After first buying a Zodiac biplane from France, which Bristol proposed to manufacture, they settled on a copy of the Farman - which was a better design and unlike the Zodiac could be made to fly successfully. The Boxkite, as it was named, was first flown on 31 June 1910 with a 37kW Gregoire engine and in September 1910 made the first military flight when it was used in a reconnaissance role during Army manoeuvres on Salisbury Plain, which led to the delivery of the first military aircraft as an army co-operation machine in May 1911.

The Boxkite was more successful when fitted later with a 37kW Gnome rotary engine.

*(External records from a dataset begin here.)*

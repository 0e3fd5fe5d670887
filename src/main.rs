//! Loan amortization CLI
//!
//! Builds installment schedules from command-line flags or a JSON terms file

use std::fs::File;
use std::io::{self, BufWriter, Write};
use std::path::PathBuf;

use anyhow::{Context, Result};
use chrono::NaiveDate;
use clap::{Args, Parser, Subcommand, ValueEnum};
use serde::Serialize;

use loan_amortization::report::{format_amount, render_summary, render_table, write_csv};
use loan_amortization::{
    AmortizationMethod, InsuranceTerms, InsuranceWindow, LoanTerms, PaymentFrequency,
    ScenarioRunner, ScheduleSummary,
};

#[derive(Parser)]
#[command(name = "amortize", version, about = "Loan amortization schedules")]
struct Cli {
    #[command(subcommand)]
    command: Commands,
}

#[derive(Subcommand)]
enum Commands {
    /// Build the installment schedule for one loan
    Schedule(ScheduleArgs),
    /// Compare one loan across several annual rates
    Sensitivity(SensitivityArgs),
}

#[derive(Args)]
struct LoanArgs {
    /// Read loan terms from a JSON file; the loan flags below are ignored
    #[arg(long)]
    terms: Option<PathBuf>,

    /// Amount borrowed
    #[arg(long, default_value_t = 10_000.0)]
    principal: f64,

    /// Nominal annual rate in percent
    #[arg(long = "rate", default_value_t = 12.0)]
    rate_pct: f64,

    /// Term in months
    #[arg(long = "term", default_value_t = 36)]
    term_months: u32,

    /// daily, weekly, biweekly, monthly, bimonthly, quarterly, four_monthly,
    /// semiannual, annual or at_maturity
    #[arg(long, default_value = "monthly")]
    frequency: PaymentFrequency,

    /// level_payment or declining_balance
    #[arg(long, default_value = "level_payment")]
    method: AmortizationMethod,

    /// Monthly insurance premium per thousand of the balance after year one
    #[arg(long)]
    insurance_per_thousand: Option<f64>,

    /// Installments that carry the insurance premium
    #[arg(long, value_enum, default_value_t = WindowArg::ExcludeFinalYear)]
    insurance_window: WindowArg,

    /// Due date of the first installment (YYYY-MM-DD)
    #[arg(long)]
    first_payment: Option<NaiveDate>,
}

#[derive(Debug, Clone, Copy, ValueEnum)]
enum WindowArg {
    All,
    FirstYear,
    ExcludeFinalYear,
}

impl From<WindowArg> for InsuranceWindow {
    fn from(arg: WindowArg) -> Self {
        match arg {
            WindowArg::All => InsuranceWindow::AllPeriods,
            WindowArg::FirstYear => InsuranceWindow::FirstYear,
            WindowArg::ExcludeFinalYear => InsuranceWindow::ExcludeFinalYear,
        }
    }
}

impl LoanArgs {
    fn to_terms(&self) -> Result<LoanTerms> {
        if let Some(path) = &self.terms {
            let file = File::open(path)
                .with_context(|| format!("Unable to open terms file {}", path.display()))?;
            let terms = serde_json::from_reader(file)
                .with_context(|| format!("Invalid loan terms in {}", path.display()))?;
            return Ok(terms);
        }

        let mut terms = LoanTerms::new(
            self.principal,
            self.rate_pct,
            self.term_months,
            self.frequency,
            self.method,
        );
        if let Some(rate) = self.insurance_per_thousand {
            terms = terms.with_insurance(
                InsuranceTerms::per_thousand(rate).with_window(self.insurance_window.into()),
            );
        }
        if let Some(date) = self.first_payment {
            terms = terms.with_first_payment_date(date);
        }
        Ok(terms)
    }
}

#[derive(Debug, Clone, Copy, ValueEnum)]
enum OutputFormat {
    Table,
    Csv,
    Json,
}

#[derive(Args)]
struct ScheduleArgs {
    #[command(flatten)]
    loan: LoanArgs,

    #[arg(long, value_enum, default_value_t = OutputFormat::Table)]
    format: OutputFormat,

    /// Write to this file instead of stdout
    #[arg(long)]
    output: Option<PathBuf>,
}

#[derive(Args)]
struct SensitivityArgs {
    #[command(flatten)]
    loan: LoanArgs,

    /// Annual rates in percent, comma separated
    #[arg(long, value_delimiter = ',', required = true)]
    rates: Vec<f64>,

    #[arg(long, value_enum, default_value_t = OutputFormat::Table)]
    format: OutputFormat,
}

#[derive(Serialize)]
struct SensitivityRow {
    rate_pct: f64,
    installment: f64,
    #[serde(flatten)]
    summary: ScheduleSummary,
}

fn main() -> Result<()> {
    env_logger::init();

    let cli = Cli::parse();
    let runner = ScenarioRunner::from_env();

    match cli.command {
        Commands::Schedule(args) => run_schedule(&runner, args),
        Commands::Sensitivity(args) => run_sensitivity(&runner, args),
    }
}

fn open_output(path: Option<&PathBuf>) -> Result<Box<dyn Write>> {
    Ok(match path {
        Some(path) => Box::new(BufWriter::new(
            File::create(path).with_context(|| format!("Unable to create {}", path.display()))?,
        )),
        None => Box::new(io::stdout().lock()),
    })
}

fn run_schedule(runner: &ScenarioRunner, args: ScheduleArgs) -> Result<()> {
    let terms = args.loan.to_terms()?;
    let schedule = runner.run(&terms).context("Unable to build schedule")?;
    let mut out = open_output(args.output.as_ref())?;

    match args.format {
        OutputFormat::Table => {
            write!(out, "{}", render_table(&schedule))?;
            writeln!(out)?;
            write!(out, "{}", render_summary(&schedule.summary()))?;
        }
        OutputFormat::Csv => write_csv(&schedule, &mut out)?,
        OutputFormat::Json => {
            serde_json::to_writer_pretty(&mut out, &schedule)?;
            writeln!(out)?;
        }
    }

    out.flush()?;
    Ok(())
}

fn run_sensitivity(runner: &ScenarioRunner, args: SensitivityArgs) -> Result<()> {
    let terms = args.loan.to_terms()?;
    let schedules = runner
        .rate_sensitivity(&terms, &args.rates)
        .context("Unable to build sensitivity schedules")?;

    let rows: Vec<SensitivityRow> = args
        .rates
        .iter()
        .zip(&schedules)
        .map(|(&rate_pct, schedule)| SensitivityRow {
            rate_pct,
            installment: schedule.installment,
            summary: schedule.summary(),
        })
        .collect();

    let stdout = io::stdout();
    let mut out = stdout.lock();

    match args.format {
        OutputFormat::Table => {
            writeln!(
                out,
                "{:>8} {:>15} {:>15} {:>15} {:>15} {:>10}",
                "Rate%", "Installment", "First payment", "Interest", "Insurance", "EAR%"
            )?;
            for row in &rows {
                let ear = row
                    .summary
                    .effective_annual_rate
                    .map(|r| format!("{:.4}", r * 100.0))
                    .unwrap_or_else(|| "-".to_string());
                writeln!(
                    out,
                    "{:>8.3} {:>15} {:>15} {:>15} {:>15} {:>10}",
                    row.rate_pct,
                    format_amount(row.installment),
                    format_amount(row.summary.initial_payment),
                    format_amount(row.summary.total_interest),
                    format_amount(row.summary.total_insurance),
                    ear,
                )?;
            }
        }
        OutputFormat::Csv => {
            let mut wtr = csv::Writer::from_writer(out);
            wtr.write_record([
                "RatePct", "Installment", "Payments", "FirstPayment", "TotalInterest",
                "TotalInsurance", "TotalPaid", "EffectiveAnnualRate",
            ])?;
            for row in &rows {
                wtr.write_record([
                    format!("{}", row.rate_pct),
                    format!("{:.2}", row.installment),
                    row.summary.payment_count.to_string(),
                    format!("{:.2}", row.summary.initial_payment),
                    format!("{:.2}", row.summary.total_interest),
                    format!("{:.2}", row.summary.total_insurance),
                    format!("{:.2}", row.summary.total_paid),
                    row.summary
                        .effective_annual_rate
                        .map(|r| format!("{:.8}", r))
                        .unwrap_or_default(),
                ])?;
            }
            wtr.flush()?;
        }
        OutputFormat::Json => {
            serde_json::to_writer_pretty(&mut out, &rows)?;
            writeln!(out)?;
        }
    }

    Ok(())
}
//! Loan term structures as entered on the calculator form

use std::fmt;
use std::str::FromStr;

use chrono::{Days, Months, NaiveDate};
use serde::{Deserialize, Serialize};

use crate::error::{AmortizationError, Result};
use crate::insurance::InsuranceTerms;

/// How often installments fall due
#[derive(Debug, Clone, Copy, PartialEq, Eq, Hash, Serialize, Deserialize)]
#[serde(rename_all = "snake_case")]
pub enum PaymentFrequency {
    Daily,
    Weekly,
    Biweekly,
    Monthly,
    /// Every two months
    Bimonthly,
    Quarterly,
    FourMonthly,
    Semiannual,
    Annual,
    /// Single bullet payment at the end of the term
    AtMaturity,
}

/// Spacing between consecutive due dates
#[derive(Debug, Clone, Copy, PartialEq, Eq)]
pub enum DueStep {
    Days(u64),
    Months(u32),
}

impl PaymentFrequency {
    pub const ALL: [PaymentFrequency; 10] = [
        PaymentFrequency::Daily,
        PaymentFrequency::Weekly,
        PaymentFrequency::Biweekly,
        PaymentFrequency::Monthly,
        PaymentFrequency::Bimonthly,
        PaymentFrequency::Quarterly,
        PaymentFrequency::FourMonthly,
        PaymentFrequency::Semiannual,
        PaymentFrequency::Annual,
        PaymentFrequency::AtMaturity,
    ];

    /// Periods per year on a 30/360 basis (None for a bullet payment)
    pub fn periods_per_year(&self) -> Option<u32> {
        match self {
            PaymentFrequency::Daily => Some(360),
            PaymentFrequency::Weekly => Some(52),
            PaymentFrequency::Biweekly => Some(26),
            PaymentFrequency::Monthly => Some(12),
            PaymentFrequency::Bimonthly => Some(6),
            PaymentFrequency::Quarterly => Some(4),
            PaymentFrequency::FourMonthly => Some(3),
            PaymentFrequency::Semiannual => Some(2),
            PaymentFrequency::Annual => Some(1),
            PaymentFrequency::AtMaturity => None,
        }
    }

    /// Distance between due dates. For a bullet payment the step is the whole term.
    pub fn due_step(&self, term_months: u32) -> DueStep {
        match self {
            PaymentFrequency::Daily => DueStep::Days(1),
            PaymentFrequency::Weekly => DueStep::Days(7),
            PaymentFrequency::Biweekly => DueStep::Days(14),
            PaymentFrequency::Monthly => DueStep::Months(1),
            PaymentFrequency::Bimonthly => DueStep::Months(2),
            PaymentFrequency::Quarterly => DueStep::Months(3),
            PaymentFrequency::FourMonthly => DueStep::Months(4),
            PaymentFrequency::Semiannual => DueStep::Months(6),
            PaymentFrequency::Annual => DueStep::Months(12),
            PaymentFrequency::AtMaturity => DueStep::Months(term_months),
        }
    }

    pub fn as_str(&self) -> &'static str {
        match self {
            PaymentFrequency::Daily => "daily",
            PaymentFrequency::Weekly => "weekly",
            PaymentFrequency::Biweekly => "biweekly",
            PaymentFrequency::Monthly => "monthly",
            PaymentFrequency::Bimonthly => "bimonthly",
            PaymentFrequency::Quarterly => "quarterly",
            PaymentFrequency::FourMonthly => "four_monthly",
            PaymentFrequency::Semiannual => "semiannual",
            PaymentFrequency::Annual => "annual",
            PaymentFrequency::AtMaturity => "at_maturity",
        }
    }
}

impl fmt::Display for PaymentFrequency {
    fn fmt(&self, f: &mut fmt::Formatter<'_>) -> fmt::Result {
        f.write_str(self.as_str())
    }
}

impl FromStr for PaymentFrequency {
    type Err = AmortizationError;

    fn from_str(s: &str) -> Result<Self> {
        match normalize_label(s).as_str() {
            "daily" => Ok(PaymentFrequency::Daily),
            "weekly" => Ok(PaymentFrequency::Weekly),
            "biweekly" => Ok(PaymentFrequency::Biweekly),
            "monthly" => Ok(PaymentFrequency::Monthly),
            "bimonthly" => Ok(PaymentFrequency::Bimonthly),
            "quarterly" => Ok(PaymentFrequency::Quarterly),
            "four_monthly" | "four_month" => Ok(PaymentFrequency::FourMonthly),
            "semiannual" | "semi_annual" => Ok(PaymentFrequency::Semiannual),
            "annual" | "yearly" => Ok(PaymentFrequency::Annual),
            "at_maturity" | "maturity" | "bullet" => Ok(PaymentFrequency::AtMaturity),
            _ => Err(AmortizationError::UnknownLabel {
                kind: "payment frequency",
                value: s.to_string(),
            }),
        }
    }
}

/// How principal is repaid across the installments
#[derive(Debug, Clone, Copy, PartialEq, Eq, Hash, Serialize, Deserialize)]
#[serde(rename_all = "snake_case")]
pub enum AmortizationMethod {
    /// Constant installment (annuity); principal share grows over time
    LevelPayment,
    /// Constant principal share; installment shrinks with the balance
    DecliningBalance,
}

impl AmortizationMethod {
    pub fn as_str(&self) -> &'static str {
        match self {
            AmortizationMethod::LevelPayment => "level_payment",
            AmortizationMethod::DecliningBalance => "declining_balance",
        }
    }
}

impl fmt::Display for AmortizationMethod {
    fn fmt(&self, f: &mut fmt::Formatter<'_>) -> fmt::Result {
        f.write_str(self.as_str())
    }
}

impl FromStr for AmortizationMethod {
    type Err = AmortizationError;

    fn from_str(s: &str) -> Result<Self> {
        match normalize_label(s).as_str() {
            "level" | "level_payment" | "annuity" => Ok(AmortizationMethod::LevelPayment),
            "declining" | "declining_balance" | "constant_principal" => {
                Ok(AmortizationMethod::DecliningBalance)
            }
            _ => Err(AmortizationError::UnknownLabel {
                kind: "amortization method",
                value: s.to_string(),
            }),
        }
    }
}

fn normalize_label(s: &str) -> String {
    s.trim().to_ascii_lowercase().replace(['-', ' '], "_")
}

/// Immutable description of a loan to amortize
/// Longest accepted term (100 years)
pub const MAX_TERM_MONTHS: u32 = 1_200;

#[derive(Debug, Clone, PartialEq, Serialize, Deserialize)]
pub struct LoanTerms {
    /// Caller-assigned identifier (0 when the loan stands alone)
    #[serde(default)]
    pub loan_id: u32,

    /// Amount borrowed
    pub principal: f64,

    /// Nominal annual rate as a percentage (12.0 = 12%)
    pub annual_rate_pct: f64,

    /// Term length in months
    pub term_months: u32,

    pub frequency: PaymentFrequency,

    pub method: AmortizationMethod,

    /// Optional credit insurance add-on
    #[serde(default)]
    pub insurance: Option<InsuranceTerms>,

    /// Due date of the first installment, when due dates are wanted
    #[serde(default)]
    pub first_payment_date: Option<NaiveDate>,
}

impl LoanTerms {
    pub fn new(
        principal: f64,
        annual_rate_pct: f64,
        term_months: u32,
        frequency: PaymentFrequency,
        method: AmortizationMethod,
    ) -> Self {
        Self {
            loan_id: 0,
            principal,
            annual_rate_pct,
            term_months,
            frequency,
            method,
            insurance: None,
            first_payment_date: None,
        }
    }

    pub fn with_loan_id(mut self, loan_id: u32) -> Self {
        self.loan_id = loan_id;
        self
    }

    pub fn with_insurance(mut self, insurance: InsuranceTerms) -> Self {
        self.insurance = Some(insurance);
        self
    }

    pub fn with_first_payment_date(mut self, date: NaiveDate) -> Self {
        self.first_payment_date = Some(date);
        self
    }

    /// Reject inputs the engine cannot amortize
    pub fn validate(&self) -> Result<()> {
        if !self.principal.is_finite() || self.principal <= 0.0 {
            return Err(AmortizationError::invalid(
                "principal",
                format!("must be a positive amount, got {}", self.principal),
            ));
        }
        if !self.annual_rate_pct.is_finite() || self.annual_rate_pct < 0.0 {
            return Err(AmortizationError::invalid(
                "annual_rate_pct",
                format!("must be zero or positive, got {}", self.annual_rate_pct),
            ));
        }
        if self.term_months == 0 {
            return Err(AmortizationError::invalid(
                "term_months",
                "term must be at least one month",
            ));
        }
        if self.term_months > MAX_TERM_MONTHS {
            return Err(AmortizationError::invalid(
                "term_months",
                format!(
                    "term of {} months exceeds the {} month maximum",
                    self.term_months, MAX_TERM_MONTHS
                ),
            ));
        }
        if self.payment_count() == 0 {
            return Err(AmortizationError::NoPaymentPeriods {
                term_months: self.term_months,
                frequency: self.frequency.as_str(),
            });
        }
        if let Some(insurance) = &self.insurance {
            insurance.validate()?;
        }
        Ok(())
    }

    /// Nominal annual rate as a decimal
    pub fn annual_rate(&self) -> f64 {
        self.annual_rate_pct / 100.0
    }

    pub fn periods_per_year(&self) -> Option<u32> {
        self.frequency.periods_per_year()
    }

    /// Number of installments: `term_months * periods_per_year / 12`, truncated
    pub fn payment_count(&self) -> u32 {
        match self.periods_per_year() {
            Some(ppy) => u32::try_from(self.term_months as u64 * ppy as u64 / 12).unwrap_or(u32::MAX),
            None => 1,
        }
    }

    /// Rate applied per period. A bullet loan accrues simple interest over the whole term.
    pub fn periodic_rate(&self) -> f64 {
        match self.periods_per_year() {
            Some(ppy) => self.annual_rate() / ppy as f64,
            None => self.annual_rate() * self.term_months as f64 / 12.0,
        }
    }

    /// Fractional number of periods in a year, used to annualize periodic rates
    pub fn annualization_factor(&self) -> f64 {
        match self.periods_per_year() {
            Some(ppy) => ppy as f64,
            None => 12.0 / self.term_months.max(1) as f64,
        }
    }

    /// Due date of a 1-based period, if a first payment date was given
    pub fn due_date(&self, period: u32) -> Result<Option<NaiveDate>> {
        let Some(first) = self.first_payment_date else {
            return Ok(None);
        };
        let offset = period.saturating_sub(1);

        let due = match self.frequency.due_step(self.term_months) {
            DueStep::Days(days) => first.checked_add_days(Days::new(days * offset as u64)),
            // The bullet payment falls on the first payment date itself
            DueStep::Months(_) if self.frequency == PaymentFrequency::AtMaturity => Some(first),
            DueStep::Months(months) => first.checked_add_months(Months::new(months * offset)),
        };

        due.map(Some).ok_or_else(|| {
            AmortizationError::Date(format!(
                "due date for period {} overflows the calendar (first payment {})",
                period, first
            ))
        })
    }
}

#[cfg(test)]
mod tests {
    use super::*;

    fn monthly_loan() -> LoanTerms {
        LoanTerms::new(
            10_000.0,
            12.0,
            12,
            PaymentFrequency::Monthly,
            AmortizationMethod::LevelPayment,
        )
    }

    #[test]
    fn test_payment_count_truncates() {
        let mut loan = monthly_loan();
        loan.term_months = 36;
        assert_eq!(loan.payment_count(), 36);

        loan.frequency = PaymentFrequency::Quarterly;
        assert_eq!(loan.payment_count(), 12);

        // 14 months quarterly: 14 * 4 / 12 = 4.67 -> 4
        loan.term_months = 14;
        assert_eq!(loan.payment_count(), 4);

        loan.frequency = PaymentFrequency::AtMaturity;
        assert_eq!(loan.payment_count(), 1);

        loan.term_months = 12;
        loan.frequency = PaymentFrequency::Daily;
        assert_eq!(loan.payment_count(), 360);
    }

    #[test]
    fn test_periodic_rate() {
        let loan = monthly_loan();
        assert!((loan.periodic_rate() - 0.01).abs() < 1e-15);

        let mut bullet = monthly_loan();
        bullet.frequency = PaymentFrequency::AtMaturity;
        bullet.term_months = 6;
        assert!((bullet.periodic_rate() - 0.06).abs() < 1e-15);
    }

    #[test]
    fn test_validation_rejects_bad_inputs() {
        let mut loan = monthly_loan();
        loan.principal = -1.0;
        assert!(matches!(
            loan.validate(),
            Err(AmortizationError::InvalidInput { field: "principal", .. })
        ));

        let mut loan = monthly_loan();
        loan.annual_rate_pct = f64::NAN;
        assert!(loan.validate().is_err());

        let mut loan = monthly_loan();
        loan.term_months = 0;
        assert!(matches!(
            loan.validate(),
            Err(AmortizationError::InvalidInput { field: "term_months", .. })
        ));

        // One month cannot hold a semiannual installment
        let mut loan = monthly_loan();
        loan.term_months = 1;
        loan.frequency = PaymentFrequency::Semiannual;
        assert!(matches!(
            loan.validate(),
            Err(AmortizationError::NoPaymentPeriods { term_months: 1, .. })
        ));

        assert!(monthly_loan().validate().is_ok());
    }

    #[test]
    fn test_term_upper_bound() {
        let mut loan = monthly_loan();
        loan.frequency = PaymentFrequency::Daily;
        loan.term_months = MAX_TERM_MONTHS;
        assert!(loan.validate().is_ok());
        assert_eq!(loan.payment_count(), 36_000);

        loan.term_months = MAX_TERM_MONTHS + 1;
        assert!(matches!(
            loan.validate(),
            Err(AmortizationError::InvalidInput { field: "term_months", .. })
        ));

        // Large enough that a wrapping cast would yield 14 installments
        loan.term_months = 143_165_577;
        assert!(loan.validate().is_err());
        assert_eq!(loan.payment_count(), u32::MAX);
    }

    #[test]
    fn test_labels_round_trip() {
        for freq in PaymentFrequency::ALL {
            assert_eq!(freq.as_str().parse::<PaymentFrequency>().unwrap(), freq);
        }
        assert_eq!("Four-Month".parse::<PaymentFrequency>().unwrap(), PaymentFrequency::FourMonthly);
        assert_eq!("level".parse::<AmortizationMethod>().unwrap(), AmortizationMethod::LevelPayment);
        assert!("fortnightly-ish".parse::<PaymentFrequency>().is_err());
    }

    #[test]
    fn test_due_dates() {
        let start = NaiveDate::from_ymd_opt(2024, 1, 31).unwrap();
        let loan = monthly_loan().with_first_payment_date(start);

        assert_eq!(loan.due_date(1).unwrap(), Some(start));
        // Month arithmetic clamps to the end of February
        assert_eq!(loan.due_date(2).unwrap(), NaiveDate::from_ymd_opt(2024, 2, 29));
        assert_eq!(loan.due_date(13).unwrap(), NaiveDate::from_ymd_opt(2025, 1, 31));

        let mut weekly = loan.clone();
        weekly.frequency = PaymentFrequency::Weekly;
        assert_eq!(weekly.due_date(3).unwrap(), NaiveDate::from_ymd_opt(2024, 2, 14));

        assert_eq!(monthly_loan().due_date(5).unwrap(), None);
    }

    #[test]
    fn test_bullet_due_on_first_payment_date() {
        let maturity = NaiveDate::from_ymd_opt(2025, 6, 30).unwrap();
        let mut bullet = monthly_loan().with_first_payment_date(maturity);
        bullet.frequency = PaymentFrequency::AtMaturity;
        bullet.term_months = 18;

        assert_eq!(bullet.payment_count(), 1);
        assert_eq!(bullet.due_date(1).unwrap(), Some(maturity));
    }
}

Within a matter of months of the first flight the company was planning for expansion and mounting its first overseas sales drive. Mis-sions were dispatched to Australia, India and other countries with good results. In November 1910 the first export order was placed by Russia for eight Boxkites and subsequently aircraft were also sold to Sweden, Spain, France, Italy, Turkey, Romania and Bulgaria.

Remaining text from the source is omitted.